# Howdy! New 225 owner from Swindon, previous UK-MKIVS user...



## dibs350 (Sep 7, 2008)

Hey there Guy's & Gal's, the name's Ryan, have just bought myself a 2002 225 Quattro TT & am loving it!

I previously has a Black 2000 plate Golf GTi 1.8T for 3 years with a few Mod's, 19's, Carbonio Induction Kit, couple Anni bits & Re-mapped to 240bhp, was fun but in the end got fed up of the FWD, the power was excellent in the dry, surprising many people in 'faster' cars lol, but in the Wet it was almost not worth having, so just had to go Quattro!

Whilst owning the Gti I quite often frequented UK-MKIVS.net, which was an excellent source of info & through many recommendations The ******** is the Audi equivalent! Have already read through many post's on here & it really seems a cracking site! As usual i'm already planning what's on the Mod list next, doh lol! Just had a Private plate put on: R44N TT (£138!  ), My Forge DV007p has just arrived, Car is booked in for a Custom Re-map at Jabbasport in Peterborough, along with the DV fitting, Green Cotton Filter & Throttle body clean (& new Gasket) took the Golf to these Guy's previously and what a cracking job they did, so I couldn't not go back...

Through reading alot of the posts it seems I might of bagged myself a bit of a bargain! 2002 ('02) 225 Quattro, Met Black, 56k, Full Audi Service history (untill the last one), 5 mths Tax, Years M.O.T put on the day I bought it, 4 new Tyres in the last 2 months, 18" 9 spoke RS4's, Black Heated Leather (Put in in 2005, car originally had Red Nappa but the guy who I bought it from would only buy from Audi on the condition they re-upholstered the interior in Black, still has Red touches here & there which is a nice touch) Xenon's, Bose, Climate, Etc, Excellent body work all round, only light scuffing on 2 of the wheels... For £8,600, I thought that was a reasonable buy as last month Parkers stated £9,500 for a Private sale, bargain! & it even had 3/4 of a tank of Fuel in it!
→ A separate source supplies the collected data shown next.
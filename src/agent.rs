//! External agent capabilities.
//!
//! Every scan, enrichment, and digest operation goes through a single
//! opaque call: hand an instruction to an agent, get back an untyped
//! reply. The transport behind [`AgentInvoker`] is an external collaborator
//! (HTTP, MCP, whatever the host wires in); this crate never retries — a
//! retry, where wanted, is spelled out inside the instruction text itself.

use async_trait::async_trait;
use serde::{Deserialize, Serialize};
use serde_json::Value;

use crate::error::AgentError;

// ---------------------------------------------------------------------------
// Agent registry
// ---------------------------------------------------------------------------

/// The external agents this crate drives.
#[derive(Debug, Clone, Copy, PartialEq, Eq, Serialize, Deserialize)]
#[serde(rename_all = "snake_case")]
pub enum AgentKind {
    /// Scans the inbox for demo call emails.
    EmailScanner,
    /// Coordinates enrichment of scanned call data with company research.
    EnrichmentCoordinator,
    /// Compiles and sends the daily digest email.
    MorningDigest,
}

impl AgentKind {
    /// Stable identifier passed to the transport.
    pub fn id(&self) -> &'static str {
        match self {
            AgentKind::EmailScanner => "email-scanner",
            AgentKind::EnrichmentCoordinator => "enrichment-coordinator",
            AgentKind::MorningDigest => "morning-digest",
        }
    }

    /// Display name for status surfaces.
    pub fn name(&self) -> &'static str {
        match self {
            AgentKind::EmailScanner => "Email Scanner Agent",
            AgentKind::EnrichmentCoordinator => "Enrichment Coordinator",
            AgentKind::MorningDigest => "Morning Digest Agent",
        }
    }
}

// ---------------------------------------------------------------------------
// Wire shapes
// ---------------------------------------------------------------------------

/// What gets sent to an agent: plain natural-language text for the scanner,
/// a structured JSON payload for enrichment and digest.
#[derive(Debug, Clone, Serialize)]
#[serde(untagged)]
pub enum AgentInstruction {
    Text(String),
    Structured(Value),
}

impl AgentInstruction {
    pub fn text(s: impl Into<String>) -> Self {
        AgentInstruction::Text(s.into())
    }

    pub fn structured(payload: Value) -> Self {
        AgentInstruction::Structured(payload)
    }
}

/// Untyped reply from an agent call.
///
/// `success` is the in-band verdict; `response` is whatever shape the agent
/// chose to return this week. Callers extract fields with
/// [`crate::search::deep_find`] rather than trusting the nesting.
#[derive(Debug, Clone, Default, Deserialize, Serialize)]
pub struct AgentReply {
    #[serde(default)]
    pub success: bool,
    #[serde(default)]
    pub response: Option<Value>,
    #[serde(default)]
    pub error: Option<String>,
}

impl AgentReply {
    /// The payload root for field extraction: agents usually wrap their
    /// output in a `result` envelope, but not always.
    pub fn payload_root(&self) -> &Value {
        let response = self.response.as_ref().unwrap_or(&Value::Null);
        match response.get("result") {
            Some(result) => result,
            None => response,
        }
    }

    /// The in-band error message, or a placeholder when the agent failed
    /// without saying why.
    pub fn error_message(&self) -> String {
        self.error.clone().unwrap_or_else(|| "Unknown error".to_string())
    }
}

// ---------------------------------------------------------------------------
// Invoker seam
// ---------------------------------------------------------------------------

/// Sole path to external capabilities. At-most-one-attempt semantics:
/// implementations must not retry on their own.
#[async_trait]
pub trait AgentInvoker: Send + Sync {
    async fn invoke(
        &self,
        instruction: AgentInstruction,
        agent: AgentKind,
    ) -> Result<AgentReply, AgentError>;
}
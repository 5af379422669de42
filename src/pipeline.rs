//! Enrichment pipeline orchestration.
//!
//! Drives the scan → enrich agent sequence and chooses which of three
//! outcomes to commit: fully enriched records, raw scan records (lower
//! fidelity, when enrichment yields nothing usable), or the empty set (a
//! clean "no matches" scan). The two agent calls run strictly in sequence —
//! enrichment consumes the scan payload, so there is nothing to parallelize.
//!
//! Nothing here is fatal: the worst outcome is "no commit, status message
//! explains why", leaving whatever canonical set existed before the run.

use serde_json::{json, Value};

use crate::agent::{AgentInstruction, AgentInvoker, AgentKind};
use crate::normalize::normalize_batch;
use crate::search::deep_find;
use crate::state::AppState;
use crate::types::{CallSummary, PipelinePhase};

/// Fixed scan instruction. The only retry in the system lives inside this
/// text — the scanner agent retries with the broader query itself; the
/// pipeline never re-invokes.
pub const SCAN_INSTRUCTION: &str = "Use the inbox search tool to fetch emails with query \
     '\"product demo\" OR \"demo call\" OR \"demo scheduled\"' and max_results 50. If 0 \
     results, retry with query 'demo' and max_results 50. Scan all fetched emails for demo \
     call mentions. Extract company name, meeting time, attendees, calendar info, meeting \
     links, and generate contextual notes for each match.";

const ENRICHMENT_TASK: &str = "Enrich the following email scan data with structured call \
     records and company research. For each call, provide: call_id, company_name, \
     call_datetime_ist, call_date, call_time, original_timezone, local_time, attendees, \
     meeting_platform, meeting_link, ai_notes, key_topics, action_items, \
     email_thread_summary, company_size_tier, employee_count, estimated_revenue, industry, \
     priority (High/Medium/Low), headquarters, company_website, is_new, \
     enrichment_confidence.";

/// How a pipeline run ended. `Fallback` is deliberately distinct from
/// `Enriched`: enrichment "succeeding" with zero records currently takes the
/// same fallback path as an enrichment failure, and callers may want to see
/// how often that conflation fires.
#[derive(Debug, Clone, PartialEq, Eq)]
pub enum ScanOutcome {
    /// Scan succeeded and found nothing; the empty set was committed.
    NoMatches,
    /// Enriched records committed.
    Enriched(usize),
    /// Raw scan records committed because enrichment yielded nothing usable.
    Fallback(usize),
    /// Scan call failed; no state change.
    ScanFailed(String),
    /// Enrichment failed with no scan candidates to fall back to; no state
    /// change.
    EnrichFailed(String),
}

/// Run the full scan → enrich sequence against `state`.
///
/// Phase and active-agent indicators are visible to observers at every
/// transition and are always reset on the way out, whatever happened inside.
pub async fn run_scan(state: &AppState, invoker: &dyn AgentInvoker) -> ScanOutcome {
    state.set_phase(PipelinePhase::Scanning);
    state.set_active_agent(Some(AgentKind::EmailScanner));
    state.set_status("Scanning inbox for demo call emails...");

    let outcome = scan_and_enrich(state, invoker).await;

    state.set_phase(PipelinePhase::Idle);
    state.set_active_agent(None);
    outcome
}

async fn scan_and_enrich(state: &AppState, invoker: &dyn AgentInvoker) -> ScanOutcome {
    // Stage 1: scan.
    let scan_reply = match invoker
        .invoke(AgentInstruction::text(SCAN_INSTRUCTION), AgentKind::EmailScanner)
        .await
    {
        Ok(reply) => reply,
        Err(e) => {
            let msg = e.status_message();
            state.set_status(format!("Scan failed: {}", msg));
            return ScanOutcome::ScanFailed(msg);
        }
    };
    if !scan_reply.success {
        let msg = scan_reply.error_message();
        state.set_status(format!("Scan failed: {}", msg));
        return ScanOutcome::ScanFailed(msg);
    }

    let scan_root = scan_reply.payload_root();
    let candidates: Vec<Value> = deep_find(scan_root, "demo_calls")
        .and_then(Value::as_array)
        .cloned()
        .unwrap_or_default();
    let emails_found = deep_find(scan_root, "emails_found")
        .and_then(Value::as_i64)
        .unwrap_or(candidates.len() as i64);
    log::info!(
        "scan parsed: emails_found={} candidates={}",
        emails_found,
        candidates.len()
    );

    if emails_found == 0 && candidates.is_empty() {
        // A valid terminal outcome, not an error. The empty set supersedes
        // whatever was committed before.
        state.commit(Vec::new(), None);
        state.set_status("Scan complete: no matching demo call emails found.");
        return ScanOutcome::NoMatches;
    }

    // Stage 2: enrichment, fed the full scan payload.
    state.set_status(format!(
        "Found {} emails. Enriching with company data...",
        emails_found
    ));
    state.set_active_agent(Some(AgentKind::EnrichmentCoordinator));

    let enrich_payload = json!({
        "task": ENRICHMENT_TASK,
        "scan_data": scan_root,
    });
    let enrich_result = invoker
        .invoke(
            AgentInstruction::structured(enrich_payload),
            AgentKind::EnrichmentCoordinator,
        )
        .await;

    match enrich_result {
        Ok(reply) if reply.success => {
            let enriched_root = reply.payload_root();
            let enriched_raw: Vec<Value> = deep_find(enriched_root, "enriched_calls")
                .and_then(Value::as_array)
                .cloned()
                .unwrap_or_default();
            let mut calls = normalize_batch(&enriched_raw);

            let mut fell_back = false;
            if calls.is_empty() && !candidates.is_empty() {
                log::warn!("enrichment returned no records; falling back to raw scan data");
                calls = normalize_batch(&candidates);
                fell_back = true;
            }

            // Adopt the agent's aggregate summary when present and
            // well-formed; otherwise readers derive one by counting.
            let summary = deep_find(enriched_root, "summary")
                .and_then(|v| serde_json::from_value::<CallSummary>(v.clone()).ok());

            let count = calls.len();
            state.commit(calls, summary);
            if fell_back {
                state.set_status(format!(
                    "Scan complete: {} calls found (showing basic data).",
                    count
                ));
                ScanOutcome::Fallback(count)
            } else {
                state.set_status(format!(
                    "Scan complete: {} demo calls found and enriched.",
                    count
                ));
                ScanOutcome::Enriched(count)
            }
        }
        other => {
            let msg = match other {
                Ok(reply) => reply.error_message(),
                Err(e) => e.status_message(),
            };
            if candidates.is_empty() {
                state.set_status(format!("Enrichment failed: {}", msg));
                return ScanOutcome::EnrichFailed(msg);
            }
            log::warn!("enrichment failed ({}); falling back to raw scan data", msg);
            let calls = normalize_batch(&candidates);
            let count = calls.len();
            state.commit(calls, None);
            state.set_status(format!(
                "Scan complete: {} calls found (showing basic data).",
                count
            ));
            ScanOutcome::Fallback(count)
        }
    }
}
Sorry for the Essay & Hope to speak some more soon, Cheers!

Ryan.


----------



## Wallsendmag (Feb 12, 2004)

Welcome to the forum have a look over at www.ttoc.co.uk


----------



## T3RBO (Dec 9, 2003)

Welcome to the forum.... Nice to see the mods already growing


----------



## YELLOW_TT (Feb 25, 2004)

Welcome  I am also on ukmkivs what was your user name


----------



## dibs350 (Sep 7, 2008)

dibs350 

Haven't really posted on there for a while now, kind of lost interest in the MK4 after 3 years of having it, fantastic site though, I do recognise your user name from there though!

Ryan.


----------